How big? The latest scientific measurements have the vent at 721 feet long, by 524 feet wide, larger than an American football stadium. The lava lake level rises and falls, and isn’t visible to visitors due to its depth, which ranges between 100 and 200 feet below the crater floor (that’s taller than the Statue of Liberty!) 

How close can you get? Jaggar Museum is the closest you can get to the glowing lava lake deep within Halema‘uma‘u, and it’s the park’s most popular spot after 5:30 p.m. (6,670 people were counted one night in December 2014!) If you can’t avoid peak hours, park staff might re-route overflow traffic to Kīlauea Overlook. Bring a flashlight and a jacket for the short walk to Jaggar Museum. Or consider observing the glow from a less-crowded location, like Keanakāko‘i, ‘Akanikōlea (Steam Vents), Waldron Ledge, or Kīlauea Iki Overlook.

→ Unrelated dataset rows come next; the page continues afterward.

#[cfg(test)]
mod tests {
    use super::*;

    fn expr_grammar() -> Grammar {
        Grammar::define(|g| {
            g.rule("S", ["E"], "$$ = $1;")?;
            g.rule("E", ["E", "+", "T"], "$$ = $1 + $3;")?;
            g.rule("E", ["T"], "$$ = $1;")?;
            g.rule("T", ["id"], "$$ = std::stoi($1);")?;
            g.result_type("S", "int");
            g.result_type("E", "int");
            g.result_type("T", "int");
            g.priority("+");
            g.start_symbol("S")?;
            Ok(())
        })
        .unwrap()
    }

    #[test]
    fn classifies_symbols_by_nonterminal_membership() {
        let g = expr_grammar();
        assert!(matches!(g.symbol("E"), Some(SymbolID::N(_))));
        assert!(matches!(g.symbol("T"), Some(SymbolID::N(_))));
        assert!(matches!(g.symbol("+"), Some(SymbolID::T(_))));
        assert!(matches!(g.symbol("id"), Some(SymbolID::T(_))));
        assert_eq!(g.symbol(EOI_NAME), Some(SymbolID::T(TerminalID::EOI)));
        assert_eq!(g.symbol("nothing"), None);
    }

    #[test]
    fn synthesizes_start_production() {
        let g = expr_grammar();
        let accept = g.production(ProductionID::ACCEPT);
        assert_eq!(accept.left, NonterminalID::START);
        assert_eq!(accept.right, vec![SymbolID::N(g.start_symbol)]);
        assert_eq!(g.nonterminal(g.start_symbol).name, "S");
        assert_eq!(g.return_type(), "int");
        assert_eq!(g.field_for(NonterminalID::START), Some("field0"));
    }

    #[test]
    fn assigns_fields_in_first_seen_order() {
        let g = Grammar::define(|g| {
            g.rule("A", ["B", "x"], "$$ = $1;")?;
            g.rule("B", ["y"], "")?;
            g.rule("C", ["z"], "")?;
            g.result_type("A", "Expr*");
            g.result_type("B", "std::string");
            g.result_type("C", "Expr*");
            g.start_symbol("A")
        })
        .unwrap();
        let fields: Vec<_> = g
            .fields
            .iter()
            .map(|(ty, field)| (ty.as_str(), field.as_str()))
            .collect();
        assert_eq!(fields, [("Expr*", "field0"), ("std::string", "field1")]);
    }

    #[test]
    fn rejects_reserved_name() {
        let err = Grammar::define(|g| {
            g.rule(START_SYMBOL_NAME, ["x"], "")?;
            g.result_type(START_SYMBOL_NAME, "int");
            g.start_symbol(START_SYMBOL_NAME)
        })
        .unwrap_err();
        assert!(matches!(err, ConfigError::ReservedName { .. }));
    }

    #[test]
    fn rejects_reserved_start_symbol() {
        let err = Grammar::define(|g| {
            g.rule("A", ["x"], "")?;
            g.result_type("A", "int");
            g.start_symbol(START_SYMBOL_NAME)
        })
        .unwrap_err();
        assert!(matches!(err, ConfigError::ReservedName { ref name } if name == START_SYMBOL_NAME));
    }

    #[test]
    fn rejects_overlong_production() {
        let err = Grammar::define(|g| {
            g.rule("S", vec!["x"; usize::from(u16::MAX) + 1], "")?;
            g.result_type("S", "int");
            g.start_symbol("S")
        })
        .unwrap_err();
        assert!(matches!(err, ConfigError::Other { .. }));

        // the longest accepted right-hand side still builds.
        let g = Grammar::define(|g| {
            g.rule("S", vec!["x"; usize::from(u16::MAX)], "")?;
            g.result_type("S", "int");
            g.start_symbol("S")
        })
        .unwrap();
        let s = g.nonterminal(g.start_symbol);
        assert_eq!(g.production(s.productions[0]).right.len(), 65535);
    }

    #[test]
    fn missing_input_file_is_an_io_error() {
        let err = Grammar::from_file("tests/no-such-grammar.json").unwrap_err();
        assert!(matches!(err, ConfigError::IO(..)));
    }

    #[test]
    fn rejects_start_without_productions() {
        let err = Grammar::define(|g| {
            g.rule("A", ["x"], "")?;
            g.result_type("B", "int");
            g.start_symbol("B")
        })
        .unwrap_err();
        assert!(matches!(err, ConfigError::MissingStartRules { ref name } if name == "B"));

        let err = Grammar::define(|g| {
            g.nonterminal("A")?;
            g.result_type("A", "int");
            g.start_symbol("A")
        })
        .unwrap_err();
        assert!(matches!(err, ConfigError::MissingStartRules { .. }));
    }

    #[test]
    fn rejects_start_without_type() {
        let err = Grammar::define(|g| {
            g.rule("A", ["x"], "")?;
            g.start_symbol("A")
        })
        .unwrap_err();
        assert!(matches!(err, ConfigError::MissingStartType { ref name } if name == "A"));
    }

    #[test]
    fn collapses_duplicate_productions() {
        let g = Grammar::define(|g| {
            g.rule("A", ["x"], "first")?;
            g.rule("A", ["x"], "second")?;
            g.result_type("A", "int");
            g.start_symbol("A")
        })
        .unwrap();
        let a = g.nonterminal(g.start_symbol);
        assert_eq!(a.productions.len(), 1);
        assert_eq!(g.production(a.productions[0]).action, "first");
    }

    #[test]
    fn priority_rank_uses_leftmost_ranked_terminal() {
        let g = Grammar::define(|g| {
            g.rule("E", ["E", "+", "E"], "")?;
            g.rule("E", ["E", "*", "E"], "")?;
            g.rule("E", ["(", "E", "-", "E", ")"], "")?;
            g.rule("E", ["num"], "")?;
            g.result_type("E", "int");
            g.priority("*");
            g.priority("+");
            g.priority("-");
            g.start_symbol("E")
        })
        .unwrap();
        let ranks: Vec<_> = g
            .nonterminal(g.start_symbol)
            .productions
            .iter()
            .map(|p| g.priority_rank(*p))
            .collect();
        assert_eq!(ranks, [1, 0, 2, 3]);
        assert_eq!(g.priority_rank(ProductionID::ACCEPT), 3);
    }
}
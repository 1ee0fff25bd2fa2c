//! Utility types.

use crate::grammar::TerminalID;

type BuildHasher = std::hash::BuildHasherDefault<rustc_hash::FxHasher>;

pub type Map<K, V> = indexmap::IndexMap<K, V, BuildHasher>;
pub type Set<T> = indexmap::IndexSet<T, BuildHasher>;

/// A set of terminal symbols, backed by a bit set.
#[derive(Debug, Default, Clone, PartialEq, Eq)]
pub struct TerminalSet {
    inner: bit_set::BitSet,
}

impl TerminalSet {
    pub fn contains(&self, id: TerminalID) -> bool {
        self.inner.contains(id.into_raw().into())
    }

    pub fn insert(&mut self, id: TerminalID) -> bool {
        self.inner.insert(id.into_raw().into())
    }

    /// Add all elements of `other`, returning whether this set has grown.
    pub fn union_with(&mut self, other: &Self) -> bool {
        if other.inner.is_subset(&self.inner) {
            return false;
        }
        self.inner.union_with(&other.inner);
        true
    }

    pub fn iter(&self) -> impl Iterator<Item = TerminalID> + '_ {
        self.inner
            .iter()
            .filter_map(|raw| u16::try_from(raw).ok().map(TerminalID::from_raw))
    }
}

impl FromIterator<TerminalID> for TerminalSet {
    fn from_iter<I>(iter: I) -> Self
    where
        I: IntoIterator<Item = TerminalID>,
    {
        Self {
            inner: iter.into_iter().map(|t| t.into_raw().into()).collect(),
        }
    }
}

#[cfg(test)]
mod tests {
    use super::*;

    #[test]
    fn union_reports_growth() {
        let mut a: TerminalSet = [TerminalID::from_raw(1), TerminalID::from_raw(3)]
            .into_iter()
            .collect();
        let b: TerminalSet = [TerminalID::from_raw(3)].into_iter().collect();
        assert!(!a.union_with(&b));

        let c: TerminalSet = [TerminalID::from_raw(4)].into_iter().collect();
        assert!(a.union_with(&c));
        assert_eq!(a.iter().count(), 3);
        assert!(a.contains(TerminalID::from_raw(4)));
    }
}
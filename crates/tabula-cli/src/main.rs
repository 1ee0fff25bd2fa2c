use anyhow::Context as _;
use clap::Parser;
use std::{fs, path::PathBuf, time::Instant};
use tabula::grammar::Grammar;
use tracing_subscriber::EnvFilter;

#[derive(Debug, Parser)]
#[command(author, version, about, long_about = None)]
struct Args {
    /// The path of grammar definition file.
    input: PathBuf,

    /// Where to write the generated artifact. Defaults to `<input>.artifact.json`.
    #[arg(short, long)]
    output: Option<PathBuf>,

    /// Also dump the sets, states and conflicts next to the artifact.
    #[arg(long)]
    automaton: bool,

    /// Emit the artifact without pretty printing.
    #[arg(long)]
    compact: bool,
}

fn main() -> anyhow::Result<()> {
    let args = Args::parse();

    tracing_subscriber::fmt()
        .with_env_filter(EnvFilter::from_default_env())
        .init();

    tracing::trace!("CLI args = {:?}", args);

    let in_file =
        fs::canonicalize(&args.input).context("failed to canonicalize the input file name")?;
    let out_file = args
        .output
        .clone()
        .unwrap_or_else(|| in_file.with_extension("artifact.json"));
    let automaton_file = out_file.with_extension("automaton");

    let start = Instant::now();
    let grammar = Grammar::from_file(&in_file)
        .with_context(|| format!("failed to load grammar from {}", in_file.display()))?;
    tracing::info!("grammar loaded in {:?}", start.elapsed());

    let start = Instant::now();
    let generated = tabula::generate(&grammar);
    tracing::info!(
        "{} states generated in {:?}",
        generated.automaton.states.len(),
        start.elapsed()
    );

    let diagnostics = &generated.diagnostics;
    if !diagnostics.empty_nonterminals.is_empty() {
        println!(
            "[warning] The following nonterminals have no associated production rule: {:?}",
            diagnostics.empty_nonterminals
        );
    }
    for conflict in &diagnostics.conflicts {
        println!("[warning] {}", conflict);
    }
    if args.automaton && !diagnostics.conflicts.is_empty() {
        println!("See {} for details.", automaton_file.display());
    }

    // dump results.
    let json = generated
        .artifact
        .to_json(!args.compact)
        .context("failed to serialize the artifact")?;
    fs::write(&out_file, json)
        .with_context(|| format!("failed to write the artifact to {}", out_file.display()))?;
    if args.automaton {
        let report = format!(
            "{}\n{}\n{}\n{}",
            grammar,
            diagnostics,
            generated.automaton.display(&grammar),
            generated.table.display(&grammar)
        );
        fs::write(&automaton_file, report).context("writing .automaton")?;
    }

    Ok(())
}
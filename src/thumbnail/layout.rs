/*
 * This file is part of NOWPLAYING.
 *
 * NOWPLAYING is free software: you can redistribute it and/or modify
 * it under the terms of the GNU Affero General Public License as published by
 * the Free Software Foundation, either version 3 of the License, or
 * (at your option) any later version.
 *
 * NOWPLAYING is distributed in the hope that it will be useful,
 * but WITHOUT ANY WARRANTY; without even the implied warranty of
 * MERCHANTABILITY or FITNESS FOR A PARTICULAR PURPOSE.  See the
 * GNU Afero General Public License for more details.
 *
 * You should have received a copy of the GNU Affero General Public License
 * along with NOWPLAYING.  If not, see <https://www.gnu.org/licenses/>.
 */

use crate::{
    assets::Assets,
    metadata::VideoMetadata,
    progress::Indicator,
    raster::{self, Rgb},
    text,
};
use image::{imageops, RgbaImage};
use nanorand::{tls_rng, RNG};
use rusttype::Font;

pub const WIDTH: u32 = 1280;
pub const HEIGHT: u32 = 720;

const BLUR_RADIUS: u32 = 20;
const BRIGHTNESS: f32 = 0.6;
const GRADIENT_ALPHA: f32 = 0.25;
const GRADIENT_PEAK: u8 = 255;

const AVATAR_DIAMETER: u32 = 400;
const AVATAR_BORDER: u32 = 20;
const AVATAR_CROP_SCALE: f32 = 1.5;
const AVATAR_POS: (u32, u32) = (120, 160);

pub const TEXT_X: u32 = 565;
const TITLE_BUDGET: usize = 30;
const TITLE_SIZE: f32 = 45.0;
const TITLE_LINES_Y: [u32; 2] = [180, 230];
const BODY_SIZE: f32 = 30.0;
const CHANNEL_Y: u32 = 320;

pub const BAR_Y: u32 = 380;
pub const BAR_LENGTH: u32 = 580;
const CLOCK_Y: u32 = 400;
const DURATION_X: u32 = 1080;

const ICONS_POS: (u32, u32) = (565, 450);
const ICONS_SIZE: (u32, u32) = (580, 62);

const WHITE: Rgb = [255, 255, 255];

/// The random choices that make each render look a little different.
#[derive(Debug, Clone, Copy)]
pub struct Palette {
    pub gradient_start: Rgb,
    pub gradient_end: Rgb,
    pub accent: Rgb,
    pub played_sample: u32,
}

impl Palette {
    #[inline]
    pub fn random() -> Self {
        let mut rng = tls_rng();
        let mut color = || -> Rgb { [rng.generate(), rng.generate(), rng.generate()] };
        let (gradient_start, gradient_end, accent) = (color(), color(), color());
        Self {
            gradient_start,
            gradient_end,
            accent,
            played_sample: rng.generate(),
        }
    }
}

/// Lay the whole card out. `source` is the thumbnail exactly as downloaded.
#[inline]
pub fn compose(
    source: &RgbaImage,
    meta: &VideoMetadata,
    assets: &Assets,
    palette: &Palette,
) -> RgbaImage {
    // backdrop
    let stretched = raster::stretch_to(source, WIDTH, HEIGHT);
    let mut canvas = raster::box_blur(&stretched, BLUR_RADIUS);
    raster::brighten(&mut canvas, BRIGHTNESS);
    let gradient = raster::vertical_gradient(
        WIDTH,
        HEIGHT,
        palette.gradient_start,
        palette.gradient_end,
        GRADIENT_PEAK,
    );
    raster::blend(&mut canvas, &gradient, GRADIENT_ALPHA);

    // the disc is cut from the undistorted source
    let avatar = raster::crop_center_circle(
        source,
        AVATAR_DIAMETER,
        AVATAR_BORDER,
        palette.gradient_start,
        AVATAR_CROP_SCALE,
    );
    imageops::overlay(&mut canvas, &avatar, AVATAR_POS.0, AVATAR_POS.1);

    let x = TEXT_X as i64;
    let lines = text::wrap_title(&meta.title, TITLE_BUDGET);
    for (line, y) in lines.iter().zip(TITLE_LINES_Y.iter()) {
        text::draw_text_with_shadow(
            &mut canvas,
            &assets.title_font,
            TITLE_SIZE,
            (x, *y as i64),
            line,
            WHITE,
        );
    }
    text::draw_text_with_shadow(
        &mut canvas,
        &assets.body_font,
        BODY_SIZE,
        (x, CHANNEL_Y as i64),
        &format!("{}  |  {}", meta.channel, meta.views),
        WHITE,
    );

    Indicator::new(&meta.duration, BAR_LENGTH, palette.accent, palette.played_sample).draw(
        &mut canvas,
        TEXT_X,
        BAR_Y,
    );

    text::draw_text_with_shadow(
        &mut canvas,
        &assets.body_alt_font,
        BODY_SIZE,
        (x, CLOCK_Y as i64),
        "00:00",
        WHITE,
    );
    let label = meta.duration.to_string();
    text::draw_text_with_shadow(
        &mut canvas,
        &assets.body_alt_font,
        BODY_SIZE,
        (duration_label_x(&assets.body_alt_font, &label), CLOCK_Y as i64),
        &label,
        WHITE,
    );

    let icons = imageops::resize(
        &assets.icon_strip,
        ICONS_SIZE.0,
        ICONS_SIZE.1,
        imageops::FilterType::Triangle,
    );
    imageops::overlay(&mut canvas, &icons, ICONS_POS.0, ICONS_POS.1);

    canvas
}

// long labels are pulled left so they end with the bar
#[inline]
fn duration_label_x(font: &Font<'static>, label: &str) -> i64 {
    let bar_end = (TEXT_X + BAR_LENGTH) as f32;
    let width = text::text_width(font, BODY_SIZE, label);
    (DURATION_X as f32).min(bar_end - width).floor() as i64
}

#[cfg(test)]
mod tests {
    use super::*;
    use crate::{config::RendererConfig, metadata::VideoDuration};
    use image::Rgba;
    use std::{path::PathBuf, time::Duration};

    async fn assets() -> Assets {
        let cfg = RendererConfig {
            assets_dir: PathBuf::from(env!("CARGO_MANIFEST_DIR")).join("assets"),
            ..Default::default()
        };
        Assets::load(&cfg, "test").await.unwrap()
    }

    fn meta(duration: VideoDuration) -> VideoMetadata {
        VideoMetadata {
            title: "Some Rather Long Song Title That Needs Two Lines".into(),
            duration,
            thumbnail_url: "https://i.ytimg.com/vi/abc/hqdefault.jpg".into(),
            views: "1.2M views".into(),
            channel: "Channel".into(),
        }
    }

    const PALETTE: Palette = Palette {
        gradient_start: [10, 20, 200],
        gradient_end: [200, 20, 10],
        accent: [0, 255, 0],
        played_sample: 7,
    };

    #[tokio::test]
    async fn timed_card() {
        let assets = assets().await;
        let source = RgbaImage::from_pixel(480, 360, Rgba([250, 200, 40, 255]));
        let card = compose(
            &source,
            &meta(VideoDuration::Timed(Duration::from_secs(213))),
            &assets,
            &PALETTE,
        );
        assert_eq!(card.dimensions(), (WIDTH, HEIGHT));

        // middle of the disc shows the source, its rim the border colour
        let face = card.get_pixel(AVATAR_POS.0 + 200, AVATAR_POS.1 + 200).0;
        assert!(face[0] >= 249 && face[1] >= 199 && face[1] <= 201);
        assert_eq!(card.get_pixel(AVATAR_POS.0 + 200, AVATAR_POS.1 + 5).0, [10, 20, 200, 255]);

        // start of the bar is the accent, the far end is white
        assert_eq!(card.get_pixel(TEXT_X + 5, BAR_Y).0, [0, 255, 0, 255]);
        assert_eq!(card.get_pixel(TEXT_X + BAR_LENGTH - 5, BAR_Y).0, [255, 255, 255, 255]);

        // the backdrop is darkened
        let corner = card.get_pixel(5, 5).0;
        assert!(corner[0] < 250);
        assert_eq!(corner[3], 255);
    }

    #[tokio::test]
    async fn duration_label_stays_inside_the_bar() {
        let assets = assets().await;
        let font = &assets.body_alt_font;
        assert_eq!(duration_label_x(font, "3:45"), DURATION_X as i64);

        let long = "123:45:06";
        let x = duration_label_x(font, long);
        assert!(x < DURATION_X as i64);
        let end = x as f32 + text::text_width(font, BODY_SIZE, long);
        assert!(end <= (TEXT_X + BAR_LENGTH) as f32 + 1.0);
    }

    #[tokio::test]
    async fn live_card() {
        let assets = assets().await;
        let source = RgbaImage::from_pixel(1280, 720, Rgba([40, 40, 40, 255]));
        let card = compose(&source, &meta(VideoDuration::Live), &assets, &PALETTE);

        for x in [TEXT_X + 5, TEXT_X + 300, TEXT_X + BAR_LENGTH - 5].iter() {
            assert_eq!(card.get_pixel(*x, BAR_Y).0, [255, 0, 0, 255]);
        }
    }
}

Are you a night owl or an early riser? The park is open 24 hours a day, so take advantage of it. The least-crowded time to observe the hypnotic glow from the lava lake is before sunrise, or after 9 p.m., when most visitors have left. You could have the caldera rim all to yourself!

Learn the Hawaiian word, hō‘ihi (respect). Kīlauea Volcano, and Halema‘uma‘u in particular, are sacred to Hawaiians. This is where Pelehonuamea, the volcano goddess, makes her home. Can you feel her energy, hear her rumblings, feel her warm breath? These many manifestations of Pele remind us that we are in her home. Indeed, many Hawaiians come to Kīlauea to honor Pelehonumea with ‘oli (chants), mele (song) and hula (dance). Native Hawaiians, as keen observers, lived closely to the land by embodying I ka nānā no a ‘ike principles (by observing, one learns) that continue today.

A word about safety. The plume contains high amounts sulfur dioxide (SO2) gas, and may be present in areas of the park near the eruption. These gases are a danger to everyone, particularly to people with heart or respiratory problems and infants, young children, and pregnant women. Volcanic gas, or vog, looks like smog. Keep your windows closed when it is visible. If the air irritates, smells bad, or you have difficulty breathing, leave the area. When areas are closed due to high SO2 levels, you will be directed to areas that are open.

While the eruption can be enjoyed safely most days, it has resulted in some road and trail closures for safety reasons. Kīlauea Visitor Center provides air quality updates 24 hours a day, and visitors can also monitor this site to view current conditions.